- ámbito
- Edición Impresa
Uruguay jugando fútbol
Diego Forlán sale gritando el primer gol de Uruguay, que derrotó al local Sudáfrica.
Los 42.000 sudafricanos, cada uno con su religiosa vuvuzela, empujaron al comienzo pero no llegaron ni a entibiarle las manos a Muslera. El paso de los minutos y por sobre todas las cosas, el primer gol de Forlán empezó a poner las cosas en un marco de lógica futbolística indiscutible, Uruguay es más que los locales. Por la propuesta de tres delanteros (Cavani, Suárez y el goleador de la noche), por la firmeza en la última línea y por el gran trabajo de ese pichón de «Chicho» Serna llamado Egidio Arévalo Ríos. Así fue como el duelo comenzó a tener carácter de monólogo, incluso en la primera etapa ya Suárez había tenido una buena chance de aumentar el tanteador.

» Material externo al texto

//! Configuration module for inkpost.
//!
//! Settings come from a TOML file where every field has a default, and a few
//! environment variables override the file.

use serde::Deserialize;
use std::path::Path;

use crate::{InkpostError, Result};

/// HTTP server configuration.
#[derive(Debug, Clone, Deserialize)]
pub struct ServerConfig {
    /// Host address to bind.
    #[serde(default = "default_host")]
    pub host: String,
    /// Port number to listen on.
    #[serde(default = "default_port")]
    pub port: u16,
}

fn default_host() -> String {
    "0.0.0.0".to_string()
}

fn default_port() -> u16 {
    3000
}

impl Default for ServerConfig {
    fn default() -> Self {
        Self {
            host: default_host(),
            port: default_port(),
        }
    }
}

/// Database configuration.
#[derive(Debug, Clone, Deserialize)]
pub struct DatabaseConfig {
    /// Path to the SQLite database file.
    #[serde(default = "default_db_path")]
    pub path: String,
}

fn default_db_path() -> String {
    "data/inkpost.db".to_string()
}

impl Default for DatabaseConfig {
    fn default() -> Self {
        Self {
            path: default_db_path(),
        }
    }
}

/// Logging configuration.
#[derive(Debug, Clone, Deserialize)]
pub struct LoggingConfig {
    /// Log level (trace, debug, info, warn, error).
    #[serde(default = "default_log_level")]
    pub level: String,
    /// Optional log file. Console only when unset.
    #[serde(default)]
    pub file: Option<String>,
}

fn default_log_level() -> String {
    "info".to_string()
}

impl Default for LoggingConfig {
    fn default() -> Self {
        Self {
            level: default_log_level(),
            file: None,
        }
    }
}

/// Session token configuration.
#[derive(Debug, Clone, Deserialize)]
pub struct AuthConfig {
    /// HMAC secret used to sign session tokens (must be set).
    #[serde(default)]
    pub jwt_secret: String,
    /// Session lifetime in seconds. Also the cookie `Max-Age`.
    #[serde(default = "default_jwt_expiration")]
    pub jwt_expiration_secs: u64,
}

/// Longest accepted session lifetime: ten years.
pub const MAX_JWT_EXPIRATION_SECS: u64 = 10 * 365 * 24 * 60 * 60;

fn default_jwt_expiration() -> u64 {
    3600 // 1 hour
}

impl Default for AuthConfig {
    fn default() -> Self {
        Self {
            jwt_secret: String::new(),
            jwt_expiration_secs: default_jwt_expiration(),
        }
    }
}

/// Web layer configuration.
#[derive(Debug, Clone, Deserialize, Default)]
pub struct WebConfig {
    /// CORS allowed origins. Empty means permissive development mode.
    #[serde(default)]
    pub cors_origins: Vec<String>,
}

/// Main configuration structure.
#[derive(Debug, Clone, Deserialize, Default)]
pub struct Config {
    /// Server configuration.
    #[serde(default)]
    pub server: ServerConfig,
    /// Database configuration.
    #[serde(default)]
    pub database: DatabaseConfig,
    /// Logging configuration.
    #[serde(default)]
    pub logging: LoggingConfig,
    /// Session token configuration.
    #[serde(default)]
    pub auth: AuthConfig,
    /// Web layer configuration.
    #[serde(default)]
    pub web: WebConfig,
}

impl Config {
    /// Load configuration from a TOML file.
    pub fn load<P: AsRef<Path>>(path: P) -> Result<Self> {
        let content = std::fs::read_to_string(path.as_ref()).map_err(InkpostError::Io)?;
        Self::parse(&content)
    }

    /// Load configuration from a TOML file and apply environment variable overrides.
    pub fn load_with_env<P: AsRef<Path>>(path: P) -> Result<Self> {
        let mut config = Self::load(path)?;
        config.apply_env_overrides()?;
        Ok(config)
    }

    /// Parse configuration from a TOML string.
    pub fn parse(s: &str) -> Result<Self> {
        toml::from_str(s).map_err(|e| InkpostError::Config(format!("config parse error: {e}")))
    }

    /// Apply environment variable overrides to the configuration.
    ///
    /// Supported environment variables:
    /// - `JWT_SECRET`: session token signing secret
    /// - `JWT_EXPIRATION_TIME`: session lifetime in seconds
    /// - `DATABASE_PATH`: SQLite database file
    ///
    /// Empty values are ignored.
    pub fn apply_env_overrides(&mut self) -> Result<()> {
        if let Some(secret) = non_empty_env("JWT_SECRET") {
            self.auth.jwt_secret = secret;
        }
        if let Some(expiration) = non_empty_env("JWT_EXPIRATION_TIME") {
            self.auth.jwt_expiration_secs = expiration.trim().parse().map_err(|_| {
                InkpostError::Config(format!(
                    "JWT_EXPIRATION_TIME must be a number of seconds, got {expiration:?}"
                ))
            })?;
        }
        if let Some(path) = non_empty_env("DATABASE_PATH") {
            self.database.path = path;
        }
        Ok(())
    }

    /// Validate the configuration.
    ///
    /// Returns an error if the JWT secret is empty or the session expiration
    /// is zero or above [`MAX_JWT_EXPIRATION_SECS`].
    pub fn validate(&self) -> Result<()> {
        if self.auth.jwt_secret.is_empty() {
            return Err(InkpostError::Validation(
                "jwt_secret is not set. \
                 Set it in config.toml or via the JWT_SECRET environment variable."
                    .to_string(),
            ));
        }
        if self.auth.jwt_expiration_secs == 0 {
            return Err(InkpostError::Validation(
                "jwt_expiration_secs must be greater than zero".to_string(),
            ));
        }
        if self.auth.jwt_expiration_secs > MAX_JWT_EXPIRATION_SECS {
            return Err(InkpostError::Validation(format!(
                "jwt_expiration_secs must be at most {MAX_JWT_EXPIRATION_SECS}"
            )));
        }
        Ok(())
    }
}

fn non_empty_env(key: &str) -> Option<String> {
    std::env::var(key).ok().filter(|v| !v.is_empty())
}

Por complemento a su solidez, los orientales le agregaron fútbol colectivo, porque si bien Diego Forlán destila categoría en cada intervención cada uno de los integrantes del equipo se animaba a jugar fútbol, con la pelota al ras del piso y teniendo una ambición por el arco rival inédita para los últimos años de la Selección celeste. Cuando ya se jugaba el último cuarto de hora, Khune, el arquero local vio la roja por el penal a Suárez (que Forlán cambió por gol) y a partir de ahí, la ilusión de la goleada comenzó a rondar la cabezas uruguayas. Fueron tres, pudo ser alguno más, sabiendo que un grupo tan cerrado no es un dato menor ser contundentes. Victoria, goleada, máximo artillero del Mundial y planes de quedarse un poco más allá de primera ronda, lo cual quizá se cruce con Argentina, como ya se dio el choque en octavos de 1986.